Circles: RNA from replicating virus. Squares/triangles: DNA reservoir
Overwhelmingly, we find that sequences from the DNA reservoir are very similar to sequences of replicating viruses observed in RNA samples right before the onset of therapy, sometimes up to 18 years earlier. The DNA sequences from the reservoir contain much of the diversity virus population before treatment, as evidenced by the joint phylogenetic trees of RNA and DNA samples.
No evidence of evolution in the reservoir
A quantitative analysis of virus sequences before and after start of therapy shows very clearly that sequences obtained from the HIV DNA reservoir have not undergone any significant replication or evolution. The figure below shows genetic distances of samples relative to the sequences observed right before start of treatment:
While evolution is fast and steady before treatment, no consistent change is observed after start of treatment.
Why do others see evolution in the HIV-1 DNA reservoir?
They probably don't. Data by Lorenzo-Redondo et al come from a 6 month period following start of treatment (the checkered area in the figure above). During this brief time window, they claim to observe evolution at a rate of 1% per year -- about 5 fold faster than without treatment. Lorenzo-Redondo et al have samples from lymphoid tissue in addition to PMBCs (white blood cells, our samples are also PBMCs). However, they find rapid migration between these tissues such that the restriction of our study to PBMCs is unlikely to explain the discordant findings.
One possible explanation (besides noise and artefacts do to hypermutation screening and 454 sequencing), could be the changing age distribution of cells latently carrying HIV genomes. Right after start of therapy, these cells will be dominated by short lived cells that got recently infected.
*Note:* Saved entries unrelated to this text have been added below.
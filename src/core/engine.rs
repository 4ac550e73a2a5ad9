use crate::core::download::DownloadAgent;
use crate::core::links::LinkSource;
use crate::core::upload::UploadAgent;
use crate::core::workspace::Workspace;
use crate::domain::model::RunResult;
use crate::domain::ports::{Authenticator, MediaFetcher, Publisher};
use crate::utils::error::{RelayError, Result};
use chrono::Utc;

/// Sequences workspace cleanup, the download phase and the upload phase.
pub struct RelayEngine<D, U>
where
    D: Authenticator + MediaFetcher,
    U: Authenticator + Publisher,
{
    downloader: DownloadAgent<D>,
    uploader: UploadAgent<U>,
}

impl<D, U> RelayEngine<D, U>
where
    D: Authenticator + MediaFetcher,
    U: Authenticator + Publisher,
{
    pub fn new(downloader: DownloadAgent<D>, uploader: UploadAgent<U>) -> Self {
        Self {
            downloader,
            uploader,
        }
    }

    /// Errors mean the download phase produced nothing or the user stopped the
    /// run; other upload-phase problems are logged and reflected in the counts only.
    pub async fn run(&self) -> Result<RunResult> {
        let started_at = Utc::now();
        let config = self.downloader.config();
        tracing::info!("🚀 Starting reel relay");

        // 每次執行前清空下載資料夾
        let workspace = Workspace::new(&config.output_dir);
        workspace.prepare()?;

        let source = LinkSource::new(&config.links_file);
        let links = match source.load() {
            Ok(links) => links,
            Err(e) => {
                tracing::error!("❌ Error reading file: {}", e);
                Default::default()
            }
        };
        if links.is_empty() {
            return Err(RelayError::InputAbsent {
                message: format!("No valid links found in {}", source.path().display()),
            });
        }

        let download_report = self.downloader.run(&links).await?;
        if download_report.succeeded() == 0 {
            return Err(RelayError::NoDownloads {
                attempted: download_report.attempted(),
            });
        }
        tracing::info!("✅ Reels downloaded successfully!");

        tracing::info!("🚀 Starting upload process...");
        let (uploads_attempted, uploads_succeeded) =
            match self.uploader.run(workspace.root()).await {
                Ok(report) => (report.attempted(), report.published()),
                Err(e) if e.is_interrupt() => return Err(e),
                Err(e) => {
                    tracing::error!("❌ Upload phase stopped: {}", e);
                    tracing::error!("💡 Suggestion: {}", e.recovery_suggestion());
                    (0, 0)
                }
            };

        let result = RunResult {
            links_attempted: download_report.attempted(),
            downloads_succeeded: download_report.succeeded(),
            uploads_attempted,
            uploads_succeeded,
            started_at,
            finished_at: Utc::now(),
        };
        tracing::info!(
            "📊 Run finished: {}/{} downloaded, {}/{} uploaded",
            result.downloads_succeeded,
            result.links_attempted,
            result.uploads_succeeded,
            result.uploads_attempted
        );
        Ok(result)
    }
}
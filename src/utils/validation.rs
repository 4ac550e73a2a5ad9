use crate::utils::error::{RelayError, Result};
use url::Url;

pub trait Validate {
    fn validate(&self) -> Result<()>;
}

pub fn validate_url(field_name: &str, url_str: &str) -> Result<()> {
    if url_str.is_empty() {
        return Err(RelayError::InvalidConfigValueError {
            field: field_name.to_string(),
            value: url_str.to_string(),
            reason: "URL cannot be empty".to_string(),
        });
    }

    match Url::parse(url_str) {
        Ok(url) => match url.scheme() {
            "http" | "https" => Ok(()),
            scheme => Err(RelayError::InvalidConfigValueError {
                field: field_name.to_string(),
                value: url_str.to_string(),
                reason: format!("Unsupported URL scheme: {}", scheme),
            }),
        },
        Err(e) => Err(RelayError::InvalidConfigValueError {
            field: field_name.to_string(),
            value: url_str.to_string(),
            reason: format!("Invalid URL format: {}", e),
        }),
    }
}

pub fn validate_path(field_name: &str, path: &str) -> Result<()> {
    if path.is_empty() {
        return Err(RelayError::InvalidConfigValueError {
            field: field_name.to_string(),
            value: path.to_string(),
            reason: "Path cannot be empty".to_string(),
        });
    }

    if path.contains('\0') {
        return Err(RelayError::InvalidConfigValueError {
            field: field_name.to_string(),
            value: path.to_string(),
            reason: "Path contains null bytes".to_string(),
        });
    }

    Ok(())
}

pub fn validate_positive_number(field_name: &str, value: usize, min_value: usize) -> Result<()> {
    if value < min_value {
        return Err(RelayError::InvalidConfigValueError {
            field: field_name.to_string(),
            value: value.to_string(),
            reason: format!("Value must be at least {}", min_value),
        });
    }
    Ok(())
}

pub fn validate_required_field<'a, T>(field_name: &str, value: &'a Option<T>) -> Result<&'a T> {
    value.as_ref().ok_or_else(|| RelayError::MissingConfigError {
        field: field_name.to_string(),
    })
}

pub fn validate_non_empty_string(field_name: &str, value: &str) -> Result<()> {
    if value.trim().is_empty() {
        return Err(RelayError::InvalidConfigValueError {
            field: field_name.to_string(),
            value: value.to_string(),
            reason: "Value cannot be empty or whitespace-only".to_string(),
        });
    }
    Ok(())
}

/// Exclusive on both ends.
pub fn validate_open_range(field_name: &str, value: f64, min: f64, max: f64) -> Result<()> {
    if !(value > min && value < max) {
        return Err(RelayError::InvalidConfigValueError {
            field: field_name.to_string(),
            value: value.to_string(),
            reason: format!("Value must be between {} and {} (exclusive)", min, max),
        });
    }
    Ok(())
}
After 3 and 6 month (the time points of their samples), the reservoir might get dominated by older cells that contain viral genomes from further back in the past. Without a dense history of the replicating HIV population prior to therapy, the effect of sampling deeper into the past cannot be distinguished from forward evolution. That said, we don't see a strong effect in this direction and the DNA reservoir is dominated by RNA sequences that circulated right before the start of treatment, even 15 years later.
Do our findings rule out replication?
No. We show that HIV sequences obtained from PBMCs derive from virus populations before start of treatment. We can't rule out that (i) a tiny minority does change but is so rare that we don't observe it, or (ii) that replication happens in compartments that don't contribute to the DNA reservoir accessible through PBMCs. To our knowledge to credible evidence exists in favor of replication, but we can't rule it out.